Michael Gleeson and Daniel Cherny
Rio de Janeiro: In an Olympic Games marred by accusations of doping and ill-will between nations, this was a moment to help restore faith in the ideals of sportsmanship.

Midway through the second women’s 5000m heat the pack bunched up and New Zealand runner Nikki Hamblin checked her stride.

Behind her American runner Abbey D’Agostino clipped her legs and they both stumbled.

D’Agostino was quicker to her feet at first. Stuck on the track, Hamblin was stunned. “When I went down it was like, ‘what’s happening? Why am I on the ground?’ ” she said.

“And suddenly there’s this hand on my shoulder, like ‘get up, get up, we have to finish this!’

“I’m so grateful for Abbey for doing that for me. That girl is the Olympic spirit right there.

“I’ve never met her before. Isn’t that so amazing?”

But once both were upright, it was apparent that D’Agostino was the worse off of the pair and she went down again. She urged Hamblin to go on, but in a moment reminiscent of John Landy’s immortalised hand to fellow Australian Ron Clarke in 1956, the Kiwi waited for the American before setting off again.

“Someone had to go help her,” Hamblin said.

“And if I could even give her one per cent back of what she gave me when she helped me get off the track, that would be amazing.

“She was like, ‘go on, go on, I don’t know if I can run, keep going, keep going!’ ”

“She was saying, ‘I can’t put weight on my knee.’ It was buckling.”
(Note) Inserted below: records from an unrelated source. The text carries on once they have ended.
impl AttackConfig {
    pub fn target_group(&self) -> Group {
        Group::from_bits_truncate(self.target_layers)
    }

    pub fn half_extents(&self) -> Vec2 {
        self.hitbox_size * 0.5
    }

    pub fn validate(&self) -> Result<(), ConfigError> {
        non_negative("attack.attack_damage", self.attack_damage)?;
        non_negative("attack.attack_range", self.attack_range)?;
        non_negative("attack.attack_cooldown", self.attack_cooldown)?;
        non_negative("attack.fallback_clip_length", self.fallback_clip_length)?;
        if self.hitbox_size.x < 0.0 || self.hitbox_size.y < 0.0 {
            return Err(ConfigError::invalid("attack.hitbox_size", "must be non-negative"));
        }
        if self.target_layers == 0 {
            return Err(ConfigError::invalid("attack.target_layers", "empty layer mask hits nothing"));
        }
        Ok(())
    }
}

/// Параметры telegraph (предупреждение перед атакой)
#[derive(Component, Debug, Clone, PartialEq, Reflect, Serialize, Deserialize)]
#[reflect(Component)]
#[serde(default)]
pub struct TelegraphConfig {
    pub variant: TelegraphVariant,
    /// Длительность одной фазы (секунды)
    pub duration: f32,
    pub flash_count: u32,
    pub windup_trigger: String,
    /// Offset маркера от позиции атакующего (None — маркера нет, фаза только ждёт)
    pub indicator_offset: Option<Vec2>,
}

impl Default for TelegraphConfig {
    fn default() -> Self {
        Self {
            variant: TelegraphVariant::Flash,
            duration: 0.5,
            flash_count: 3,
            windup_trigger: "windup".into(),
            indicator_offset: Some(Vec2::new(0.5, 0.5)),
        }
    }
}

impl TelegraphConfig {
    pub fn validate(&self) -> Result<(), ConfigError> {
        non_negative("telegraph.duration", self.duration)?;
        if self.flash_count == 0 {
            return Err(ConfigError::invalid("telegraph.flash_count", "must be at least 1"));
        }
        Ok(())
    }
}

/// Параметры parry (окно, cooldown, эффекты)
#[derive(Component, Debug, Clone, PartialEq, Reflect, Serialize, Deserialize)]
#[reflect(Component)]
#[serde(default)]
pub struct ParryConfig {
    /// Сколько parry активен после нажатия (секунды)
    pub parry_window: f32,
    /// Cooldown от момента активации (всегда ≥ parry_window)
    pub parry_cooldown: f32,
    /// Hit-stop в реальном времени
    pub freeze_duration: f32,
    /// Parry flash после hit-stop (scaled time)
    pub flash_duration: f32,
    pub knockback_force: f32,
}

impl Default for ParryConfig {
    fn default() -> Self {
        Self {
            parry_window: 0.3,
            parry_cooldown: 1.0,
            freeze_duration: 0.15,
            flash_duration: 0.2,
            knockback_force: 15.0,
        }
    }
}

impl ParryConfig {
    pub fn validate(&self) -> Result<(), ConfigError> {
        non_negative("parry.parry_window", self.parry_window)?;
        non_negative("parry.freeze_duration", self.freeze_duration)?;
        non_negative("parry.flash_duration", self.flash_duration)?;
        non_negative("parry.knockback_force", self.knockback_force)?;
        if self.parry_cooldown < self.parry_window {
            return Err(ConfigError::invalid(
                "parry.parry_cooldown",
                format!(
                    "cooldown {:.3}s shorter than window {:.3}s",
                    self.parry_cooldown, self.parry_window
                ),
            ));
        }
        Ok(())
    }
}

/// Параметры здоровья и реакции на удар
#[derive(Component, Debug, Clone, PartialEq, Reflect, Serialize, Deserialize)]
#[reflect(Component)]
#[serde(default)]
pub struct HealthConfig {
    pub max_health: f32,
    /// I-frames после не-смертельного урона (0 = нет)
    pub invincibility_duration: f32,
    pub blink_interval: f32,
    pub knockback_force: f32,
    /// Потеря контроля после knockback
    pub knockback_lock: f32,
    /// Множитель горизонтального knockback при смерти
    pub death_knockback_multiplier: f32,
    /// Задержка перед удалением мёртвого тела
    pub death_delay: f32,
}

impl Default for HealthConfig {
    fn default() -> Self {
        Self {
            max_health: 100.0,
            invincibility_duration: 2.0,
            blink_interval: 0.1,
            knockback_force: 10.0,
            knockback_lock: 0.2,
            death_knockback_multiplier: 1.5,
            death_delay: 0.5,
        }
    }
}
But go on D’Agostino did. Clearly pained, she shuffle-limped on, drawing rapturous applause from those in attendance at the Estadio Olimpico.

“She ran 4½ laps barely being able to run,” Hamblin said in awe of the woman with whom she will be forever tied.

Both of them knew their chances in the race were shot but ran on to finish. They embraced at the finish line and a wheelchair was brought out for D’Agostino who could not run a step more. The pair were the last over the line – Hamblin finished in 16.43.61, D’Agostino in 17.10.02.

Saddened by the American’s fate, Hamblin said the 24-year-old had a bright future.

“Being such a good human being, she’s going to go so far.”

Moreover Hamblin – who had suffered a similar fall at the World Championships – could see the bigger picture.

“You come into an Olympic Games and everyone wants to win, everyone wants to medal.

“But really as disappointing as this experience is there is so much more to this than a medal.

“When someone asks me what happened in Rio in 20 years time, that’s my story.”

In the final of the 1500m at the 1956 Australian National Championships, Landy famously stopped and doubled-back to check on fellow runner Clarke after another runner clipped Clarke’s heel, causing him to fall in the third lap of the race.

Incredibly, in the final two laps Landy made up a large deficit to win the race, and the moment is considered one of the greatest moments in Australian sporting history.